Améry también se opuso al tópico de que el tiempo todo lo cura. A su juicio, el paso de los años no arregla ni restaura nada, puesto que el mal abre un vacío en la historia que no puede repararse apelando al olvido, que en sí mismo no devuelve ningún bien destruido. La justicia está siempre pendiente para todos los que hayan participado de atrocidades. Por eso Améry pudo decir: «Desearía que mi resentimiento –personal protesta contra la cicatrización del tiempo como proceso natural y hostil a la moral, mediante la que reivindico una absurda, sí, pero auténtica reversión humana del tiempo– desempeñe una función histórica». Y en el prólogo a Más allá del crimen y el castigo (1977), también se refirió a lo mismo: «Lo que pasó, pasó. Pero el hecho de que haya sucedido es simplemente inaceptable. Me rebelo: contra mi pasado, contra la historia, contra un presente que congela lo incomprensible en la historia y así la distorsiona de manera escandalosa. Nada queda cicatrizado, y lo que quizás ya estaba en proceso de curación en 1964 se abre de nuevo como una herida infectada».

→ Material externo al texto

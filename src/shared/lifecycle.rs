//! Shared draft/submit/archive lifecycle rules.
//!
//! Tickets and damage reports are both small forward-only state machines, and
//! task instances and damage reports are both "copy the live row into a history
//! table" records. The two traits here carry those rules once; each entity only
//! supplies its successor table or its history projection.

use std::fmt;

use crate::core::error::{AppError, Result};

/// A status in a forward-moving state machine.
pub trait LifecycleState: Copy + Eq + fmt::Display + 'static {
    /// Name of the record kind, used in error messages
    const RECORD: &'static str;

    /// States reachable from `self` through a regular (non-override) transition
    fn successors(self) -> &'static [Self];

    fn can_advance_to(self, next: Self) -> bool {
        self.successors().contains(&next)
    }

    fn is_terminal(self) -> bool {
        self.successors().is_empty()
    }
}

/// How strictly a transition is checked.
#[derive(Debug, Clone, Copy, PartialEq, Eq)]
pub enum TransitionMode {
    /// Only transitions listed in the successor table
    Forward,
    /// Any state to any state (admin)
    Override,
}

/// Check a transition, returning a `Conflict` when a forward move is not allowed.
pub fn ensure_transition<S: LifecycleState>(from: S, to: S, mode: TransitionMode) -> Result<()> {
    match mode {
        TransitionMode::Override => Ok(()),
        TransitionMode::Forward if from.can_advance_to(to) => Ok(()),
        TransitionMode::Forward => Err(AppError::Conflict(format!(
            "{} cannot move from '{}' to '{}'",
            S::RECORD,
            from,
            to
        ))),
    }
}

/// A live record that is archived by copying it into a history table.
pub trait Snapshot {
    type History;

    fn snapshot(&self) -> Self::History;
}

/// Project every live record into its history row, preserving order.
pub fn snapshot_all<T: Snapshot>(records: &[T]) -> Vec<T::History> {
    records.iter().map(Snapshot::snapshot).collect()
}
mod company_handler;

pub use company_handler::*;
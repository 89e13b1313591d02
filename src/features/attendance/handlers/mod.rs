mod attendance_handler;

pub use attendance_handler::*;
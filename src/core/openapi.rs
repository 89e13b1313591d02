use utoipa::openapi::security::{HttpAuthScheme, HttpBuilder, SecurityScheme};
use utoipa::{Modify, OpenApi};

use crate::features::attendance::{
    dtos as attendance_dtos, handlers as attendance_handlers, models as attendance_models,
    services as attendance_services,
};
use crate::features::auth;
use crate::features::companies::{
    dtos as companies_dtos, handlers as companies_handlers, models as companies_models,
};
use crate::features::damage_reports::{
    dtos as damage_dtos, handlers as damage_handlers, models as damage_models,
};
use crate::features::dashboard::{dtos as dashboard_dtos, handlers as dashboard_handlers};
use crate::features::inventory::{
    dtos as inventory_dtos, handlers as inventory_handlers, models as inventory_models,
};
use crate::features::materials::{
    dtos as materials_dtos, handlers as materials_handlers, models as materials_models,
};
use crate::features::tasks::{dtos as tasks_dtos, handlers as tasks_handlers, models as tasks_models};
use crate::features::tickets::{
    dtos as tickets_dtos, handlers as tickets_handlers, models as tickets_models,
};
use crate::features::users::{dtos as users_dtos, handlers as users_handlers};
use crate::shared::types::{ApiResponse, Meta};

#[derive(OpenApi)]
#[openapi(
    paths(
        // Auth
        auth::handlers::login,
        auth::handlers::get_me,
        // Accounts
        users_handlers::list_clients,
        users_handlers::create_client,
        users_handlers::delete_client,
        users_handlers::reset_client_password,
        users_handlers::change_staff_password,
        // Lots
        companies_handlers::list_companies,
        companies_handlers::create_company,
        companies_handlers::set_company_password,
        // Tasks
        tasks_handlers::get_rotation,
        tasks_handlers::list_tasks,
        tasks_handlers::update_task,
        tasks_handlers::validate_day,
        tasks_handlers::list_history,
        // Damage reports
        damage_handlers::get_draft,
        damage_handlers::save_draft,
        damage_handlers::submit_report,
        damage_handlers::list_drafts,
        damage_handlers::move_draft,
        damage_handlers::delete_report,
        damage_handlers::list_history,
        // Attendance
        attendance_handlers::check_in,
        attendance_handlers::check_out,
        attendance_handlers::list_attendance,
        attendance_handlers::export_attendance,
        // Tickets
        tickets_handlers::create_ticket,
        tickets_handlers::list_my_tickets,
        tickets_handlers::archive_ticket,
        tickets_handlers::list_messages,
        tickets_handlers::client_ticket_stream,
        tickets_handlers::list_active_tickets,
        tickets_handlers::comment_ticket,
        tickets_handlers::complete_ticket,
        tickets_handlers::manager_ticket_stream,
        tickets_handlers::list_all_tickets,
        tickets_handlers::set_ticket_status,
        tickets_handlers::update_ticket_reason,
        tickets_handlers::delete_ticket,
        tickets_handlers::export_tickets,
        // Materials
        materials_handlers::create_request,
        materials_handlers::list_recent,
        materials_handlers::list_all,
        materials_handlers::set_fulfilled,
        materials_handlers::delete_request,
        // Inventory
        inventory_handlers::add_item,
        inventory_handlers::list_items,
        inventory_handlers::update_item,
        inventory_handlers::delete_item,
        inventory_handlers::export_items,
        // Dashboard
        dashboard_handlers::get_overview,
        dashboard_handlers::get_company_detail,
    ),
    components(
        schemas(
            Meta,
            ApiResponse<()>,
            // Auth
            auth::dtos::LoginRequestDto,
            auth::dtos::AuthResponseDto,
            auth::dtos::MeResponseDto,
            auth::model::AuthenticatedUser,
            // Accounts
            users_dtos::CreateClientDto,
            users_dtos::ResetPasswordDto,
            users_dtos::ChangePasswordDto,
            users_dtos::StaffAccount,
            users_dtos::ClientAccountDto,
            // Lots
            companies_dtos::CreateCompanyDto,
            companies_dtos::SetCompanyPasswordDto,
            companies_dtos::CompanyDto,
            companies_models::Company,
            // Tasks
            tasks_dtos::UpdateTaskDto,
            tasks_dtos::DayValidationSummary,
            tasks_dtos::RotationDto,
            tasks_models::TaskInstance,
            tasks_models::TaskHistory,
            // Damage reports
            damage_dtos::DamageFormDto,
            damage_dtos::MoveDraftDto,
            damage_dtos::DraftResponseDto,
            damage_models::DamageStatus,
            damage_models::DamageReport,
            damage_models::DamageHistory,
            // Attendance
            attendance_dtos::AttendanceDto,
            attendance_models::AttendanceRecord,
            attendance_models::AttendanceEntry,
            attendance_models::CheckInOutcome,
            attendance_models::CheckOutOutcome,
            attendance_services::DailyAttendance,
            // Tickets
            tickets_dtos::CreateTicketFormDto,
            tickets_dtos::CommentTicketDto,
            tickets_dtos::SetTicketStatusDto,
            tickets_dtos::UpdateReasonDto,
            tickets_models::TicketStatus,
            tickets_models::Ticket,
            tickets_models::TicketMessage,
            // Materials
            materials_dtos::CreateMaterialRequestDto,
            materials_dtos::SetFulfilledDto,
            materials_models::MaterialRequest,
            // Inventory
            inventory_dtos::CreateInventoryItemDto,
            inventory_dtos::UpdateInventoryItemDto,
            inventory_models::InventoryItem,
            // Dashboard
            dashboard_dtos::OverviewMode,
            dashboard_dtos::CompanyOverview,
            dashboard_dtos::OverviewDto,
            dashboard_dtos::TaskRow,
            dashboard_dtos::DamageRow,
            dashboard_dtos::CompanyDetailDto,
        )
    ),
    tags(
        (name = "auth", description = "Login and current principal"),
        (name = "accounts", description = "Client and staff accounts (admin only)"),
        (name = "companies", description = "Lots and their shared employee password"),
        (name = "tasks", description = "Rotating daily tasks and day validation"),
        (name = "damage-reports", description = "Daily damage drafts, submissions and history"),
        (name = "attendance", description = "Employee check-in and check-out"),
        (name = "tickets", description = "Client tickets, manager follow-up and live boards"),
        (name = "materials", description = "Material requests from managers"),
        (name = "inventory", description = "Warehouse inventory"),
        (name = "dashboard", description = "Admin overview across lots"),
    ),
    modifiers(&SecurityAddon),
    info(
        title = "Chantier API",
        version = "0.1.0",
        description = "API documentation for Chantier",
    )
)]
pub struct ApiDoc;

/// Adds Bearer JWT security scheme to OpenAPI spec
struct SecurityAddon;

impl Modify for SecurityAddon {
    fn modify(&self, openapi: &mut utoipa::openapi::OpenApi) {
        if let Some(components) = openapi.components.as_mut() {
            components.add_security_scheme(
                "bearer_auth",
                SecurityScheme::Http(
                    HttpBuilder::new()
                        .scheme(HttpAuthScheme::Bearer)
                        .bearer_format("JWT")
                        .build(),
                ),
            );
        }
    }
}

/// Modifier to override OpenAPI info from config
pub struct SwaggerInfoModifier {
    pub title: String,
    pub version: String,
    pub description: String,
}

impl Modify for SwaggerInfoModifier {
    fn modify(&self, openapi: &mut utoipa::openapi::OpenApi) {
        openapi.info.title = self.title.clone();
        openapi.info.version = self.version.clone();
        openapi.info.description = Some(self.description.clone());
    }
}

La maquinaria propagandística de los dos principales partidos ha convertido ese problema en una cuestión cada vez más pueril de bandos y camarillas, cuando la democracia, por su propia esencia, tenía la obligación de fomentar un sensus communis, en sentido kantiano. La industria de la memoria que fomentó Zapatero con respecto a la Guerra Civil se trueca en industria del olvido cuando hay que abordar el terrorismo etarra, puesto que el dolor, en una y otra parte de la historia, tiene un determinado valor ideológico y, por tanto, una rentabilidad distinta. Por su parte, el Partido Popular hace lo contrario, menospreciando a los deudos que buscan a sus fusilados en las cunetas –el duelo es la última oportunidad de reintegrar simbólicamente la dignidad sustraída– y exhibiendo como trofeos a sus víctimas del terrorismo, concediéndoles así un honor que en realidad ensalza a los verdugos. De esta manera se ha ido tejiendo a lo largo de los últimos cuarenta años la urdimbre de vacuidades que ha desposeído de razón a los muertos, a la vez que ha ocultado el verdadero alcance del totalitarismo y privado a la democracia de uno de sus principales fundamentos.